Pemkab Sambas mengalihkan pembelajaran PAUD hingga SMP sederajat menjadi BDR pada 27-28 Agustus 2026 setelah kualitas udara akibat asap karhutla masuk kategori tidak sehat.
SAMBAS – Pemerintah Kabupaten (Pemkab) Sambas mengalihkan pembelajaran tatap muka menjadi Belajar dari Rumah (BDR) atau daring selama dua hari 27-28 Agustus 2026, menyusul kualitas udara di Kabupaten Sambas (Sambas) yang masuk kategori tidak sehat akibat asap kebakaran hutan dan lahan (karhutla).
Kebijakan tersebut tertuang dalam Surat Edaran Bupati Sambas Nomor 400.3.1/26/DISDIKBUD Tahun 2026 yang ditandatangani Bupati Sambas Satono pada Rabu (26/08/2026). Langkah itu diambil untuk mengurangi risiko paparan asap terhadap peserta didik, pendidik, dan tenaga kependidikan.
Berdasarkan data Indeks Standar Pencemaran Udara (ISPU) per 26 Agustus 2026, kualitas udara di Sambas tercatat berada pada kategori tidak sehat. Kondisi tersebut menjadi dasar Pemkab Sambas melakukan penyesuaian kegiatan pembelajaran.
“Pelaksanaan kegiatan belajar mengajar dialihkan menjadi Belajar dari Rumah (BDR)/daring terhitung mulai tanggal 27 sampai dengan 28 Agustus 2026,” demikian bunyi ketentuan dalam surat edaran tersebut.
Kebijakan BDR berlaku bagi satuan pendidikan jenjang pendidikan anak usia dini (PAUD), taman kanak-kanak (TK)/raudatul athfal (RA), sekolah dasar (SD)/madrasah ibtidaiyah (MI), serta sekolah menengah pertama (SMP)/madrasah tsanawiyah (MTs), baik negeri maupun swasta.
Meski peserta didik mengikuti pembelajaran dari rumah, kepala sekolah, guru, dan tenaga kependidikan di sekolah negeri tetap diwajibkan bekerja sesuai ketentuan jam kerja aparatur sipil negara (ASN). Selama berada di lingkungan sekolah, mereka juga diwajibkan menggunakan masker dan menerapkan protokol kesehatan.
Guru diminta menyiapkan pembelajaran jarak jauh melalui berbagai sarana daring, antara lain Zoom, grup WhatsApp, maupun media pembelajaran lainnya. Materi dan metode pembelajaran juga diminta disesuaikan agar tidak memberikan beban berlebihan kepada peserta didik.

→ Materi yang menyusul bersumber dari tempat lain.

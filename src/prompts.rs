//! System prompt for OCR of pages that carry no text layer.
//!
//! The prompt asks for plain text, not Markdown: the service returns text and
//! downstream consumers do their own structuring. Callers can replace it via
//! [`crate::config::OcrSettings::system_prompt`]; language hints from the
//! request are appended either way.

/// Default OCR system prompt.
pub const DEFAULT_OCR_PROMPT: &str = r#"You are a precise OCR engine. Transcribe ALL text visible in the page image.

Rules:
1. Preserve the reading order a human would follow, column by column.
2. Keep paragraph breaks as blank lines. Keep list items on their own lines.
3. Render tables row by row, separating cells with " | ".
4. Do not translate, summarise, or correct the text.
5. Ignore decorative borders, page numbers, and repeated running headers.
6. Output ONLY the transcribed text. No commentary, no code fences, no Markdown headings."#;

/// Build the system prompt for one document.
///
/// `base` is the configured override or [`DEFAULT_OCR_PROMPT`]. When
/// `languages` is non-empty a hint line is appended so the model does not
/// guess the script.
pub fn ocr_system_prompt(base: Option<&str>, languages: &[String]) -> String {
    let base = base.unwrap_or(DEFAULT_OCR_PROMPT);
    if languages.is_empty() {
        return base.to_string();
    }
    format!(
        "{}\n\nThe document is written in: {}.",
        base,
        languages.join(", ")
    )
}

Namun, sekolah yang berada di wilayah yang tidak terdampak asap karhutla masih diperbolehkan melaksanakan pembelajaran tatap muka. Sekolah tersebut harus menyampaikan laporan kepada Dinas Pendidikan dan Kebudayaan (Disdikbud) Sambas dengan melampirkan foto serta data kualitas udara di wilayah masing-masing.

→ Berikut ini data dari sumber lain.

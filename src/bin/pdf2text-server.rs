//! HTTP server binary for edgequake-pdf2text.
//!
//! A thin shim: maps flags and `PDF2TEXT_*` environment variables onto
//! `ServiceConfig`, loads the models once, and serves until SIGTERM.

use anyhow::{Context, Result};
use clap::Parser;
use edgequake_pdf2text::{load_all_models, serve, FailureMode, ServiceConfig};
use std::io;
use std::net::IpAddr;
use std::path::PathBuf;
use std::sync::Arc;
use tracing_subscriber::EnvFilter;

const AFTER_HELP: &str = r#"EXAMPLES:
  # Serve on 0.0.0.0:8000 with defaults
  pdf2text-server

  # Text layer only, no vision model
  pdf2text-server --no-ocr

  # Keep going when one document in a batch fails
  pdf2text-server --failure-mode per-instance

  # Convert a file
  curl -s localhost:8000/predict -H 'content-type: application/json' \
    -d "{\"instances\":[{\"content\":\"$(base64 -w0 doc.pdf)\"}]}"

ENVIRONMENT VARIABLES:
  OPENAI_API_KEY          OpenAI API key (OCR of scanned pages)
  ANTHROPIC_API_KEY       Anthropic API key
  GEMINI_API_KEY          Google Gemini API key
  EDGEQUAKE_LLM_PROVIDER  Override OCR provider (openai, anthropic, gemini, ollama)
  EDGEQUAKE_MODEL         Override OCR model ID
  PDFIUM_LIB_PATH         Path to libpdfium (file or directory)
  RUST_LOG                Log filter, e.g. edgequake_pdf2text=debug
"#;

/// Serve PDF-to-text conversion over HTTP.
#[derive(Parser, Debug)]
#[command(
    name = "pdf2text-server",
    version,
    about = "Serve PDF-to-text conversion over HTTP",
    long_about = "Accepts batches of base64-encoded PDFs on POST /predict and returns their text. \
Pages without a text layer are OCR'd with a vision LLM when one is configured.",
    color = clap::ColorChoice::Auto,
    after_long_help = AFTER_HELP
)]
struct Cli {
    /// Address to bind.
    #[arg(long, env = "PDF2TEXT_HOST", default_value = "0.0.0.0")]
    host: IpAddr,

    /// Port to bind.
    #[arg(short, long, env = "PDF2TEXT_PORT", default_value_t = 8000)]
    port: u16,

    /// Directory for transient PDF files (default: <system temp>/pdf2text).
    #[arg(long, env = "PDF2TEXT_TEMP_DIR")]
    temp_dir: Option<PathBuf>,

    /// Maximum request body size in bytes.
    #[arg(long, env = "PDF2TEXT_MAX_BODY_BYTES", default_value_t = 64 * 1024 * 1024)]
    max_body_bytes: usize,

    /// Default language hints, comma separated.
    #[arg(long, env = "PDF2TEXT_LANGS", value_delimiter = ',')]
    langs: Vec<String>,

    /// Default first page to convert (0-based).
    #[arg(long, env = "PDF2TEXT_START_PAGE", default_value_t = 0)]
    start_page: usize,

    /// Default maximum number of pages per document.
    #[arg(long, env = "PDF2TEXT_MAX_PAGES", default_value_t = 10)]
    max_pages: usize,

    /// Default multiplier on OCR concurrency.
    #[arg(long, env = "PDF2TEXT_BATCH_MULTIPLIER", default_value_t = 2)]
    batch_multiplier: usize,

    /// What a failing instance does to its batch.
    #[arg(long, env = "PDF2TEXT_FAILURE_MODE", value_enum, default_value = "fail-fast")]
    failure_mode: FailureModeArg,

    /// Path to libpdfium (file or directory).
    #[arg(long, env = "PDF2TEXT_PDFIUM_LIB")]
    pdfium_lib: Option<PathBuf>,

    /// Disable OCR of pages without a text layer.
    #[arg(long, env = "PDF2TEXT_NO_OCR")]
    no_ocr: bool,

    /// OCR provider: openai, anthropic, gemini, ollama, azure.
    #[arg(long, env = "PDF2TEXT_OCR_PROVIDER")]
    provider: Option<String>,

    /// OCR model ID (default: gpt-4.1-nano).
    #[arg(long, env = "PDF2TEXT_OCR_MODEL")]
    model: Option<String>,

    /// OCR temperature (0.0–2.0).
    #[arg(long, env = "PDF2TEXT_TEMPERATURE", default_value_t = 0.1)]
    temperature: f32,

    /// Max OCR output tokens per page.
    #[arg(long, env = "PDF2TEXT_MAX_TOKENS", default_value_t = 4096)]
    max_tokens: usize,

    /// Concurrent OCR calls per document, before the batch multiplier.
    #[arg(short, long, env = "PDF2TEXT_CONCURRENCY", default_value_t = 2)]
    concurrency: usize,

    /// Path to a text file containing a custom OCR system prompt.
    #[arg(long, env = "PDF2TEXT_SYSTEM_PROMPT")]
    system_prompt: Option<PathBuf>,

    /// Export embedded images as PNG artifacts.
    #[arg(long, env = "PDF2TEXT_EXTRACT_IMAGES")]
    extract_images: bool,

    /// Longest edge in pixels when rendering pages for OCR.
    #[arg(long, env = "PDF2TEXT_RENDER_PIXELS", default_value_t = 2000)]
    render_pixels: u32,

    /// Enable DEBUG-level tracing logs.
    #[arg(short, long, env = "PDF2TEXT_VERBOSE")]
    verbose: bool,
}

#[derive(clap::ValueEnum, Clone, Copy, Debug)]
enum FailureModeArg {
    FailFast,
    PerInstance,
}

impl From<FailureModeArg> for FailureMode {
    fn from(v: FailureModeArg) -> Self {
        match v {
            FailureModeArg::FailFast => FailureMode::FailFast,
            FailureModeArg::PerInstance => FailureMode::PerInstance,
        }
    }
}

fn build_config(cli: Cli) -> Result<ServiceConfig> {
    let mut builder = ServiceConfig::builder()
        .host(cli.host)
        .port(cli.port)
        .max_body_bytes(cli.max_body_bytes)
        .languages(cli.langs)
        .start_page(cli.start_page)
        .max_pages(cli.max_pages)
        .batch_multiplier(cli.batch_multiplier)
        .failure_mode(cli.failure_mode.into())
        .ocr_enabled(!cli.no_ocr)
        .ocr_temperature(cli.temperature)
        .ocr_max_tokens(cli.max_tokens)
        .ocr_concurrency(cli.concurrency)
        .extract_images(cli.extract_images)
        .render_pixels(cli.render_pixels);

    if let Some(dir) = cli.temp_dir {
        builder = builder.temp_dir(dir);
    }
    if let Some(path) = cli.pdfium_lib {
        builder = builder.pdfium_lib_path(path);
    }
    if let Some(provider) = cli.provider {
        builder = builder.ocr_provider(provider);
    }
    if let Some(model) = cli.model {
        builder = builder.ocr_model(model);
    }
    if let Some(path) = cli.system_prompt {
        let prompt = std::fs::read_to_string(&path)
            .with_context(|| format!("Failed to read system prompt from {}", path.display()))?;
        builder = builder.ocr_system_prompt(prompt);
    }

    builder.build().context("Invalid configuration")
}

#[tokio::main]
async fn main() -> Result<()> {
    let cli = Cli::parse();

    let filter = if cli.verbose { "debug" } else { "info" };
    tracing_subscriber::fmt()
        .with_env_filter(
            EnvFilter::try_from_default_env().unwrap_or_else(|_| EnvFilter::new(filter)),
        )
        .with_writer(io::stderr)
        .init();

    let config = build_config(cli)?;

    let models = load_all_models(&config.models)
        .await
        .context("Failed to load models")?;

    serve(config, Arc::new(models)).await?;
    Ok(())
}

Sekolah yang tetap melaksanakan pembelajaran tatap muka juga diwajibkan menghentikan seluruh aktivitas di luar kelas sampai kualitas udara kembali memenuhi kriteria sehat berdasarkan ISPU. Selain itu, sekolah diminta mengurangi waktu istirahat dan jam pelajaran serta mewajibkan penggunaan masker bagi seluruh warga sekolah.
Kepala sekolah juga diminta melakukan pemantauan dan evaluasi terhadap pelaksanaan BDR maupun pembelajaran tatap muka. Apabila ditemukan kendala, sekolah diminta segera melaporkannya kepada Disdikbud Sambas.
Orang tua atau wali peserta didik turut diminta membatasi aktivitas anak di luar rumah serta mengawasi dan mendampingi proses pembelajaran selama BDR berlangsung. Anak yang terpaksa beraktivitas di luar rumah juga dianjurkan menggunakan masker untuk mengurangi paparan asap.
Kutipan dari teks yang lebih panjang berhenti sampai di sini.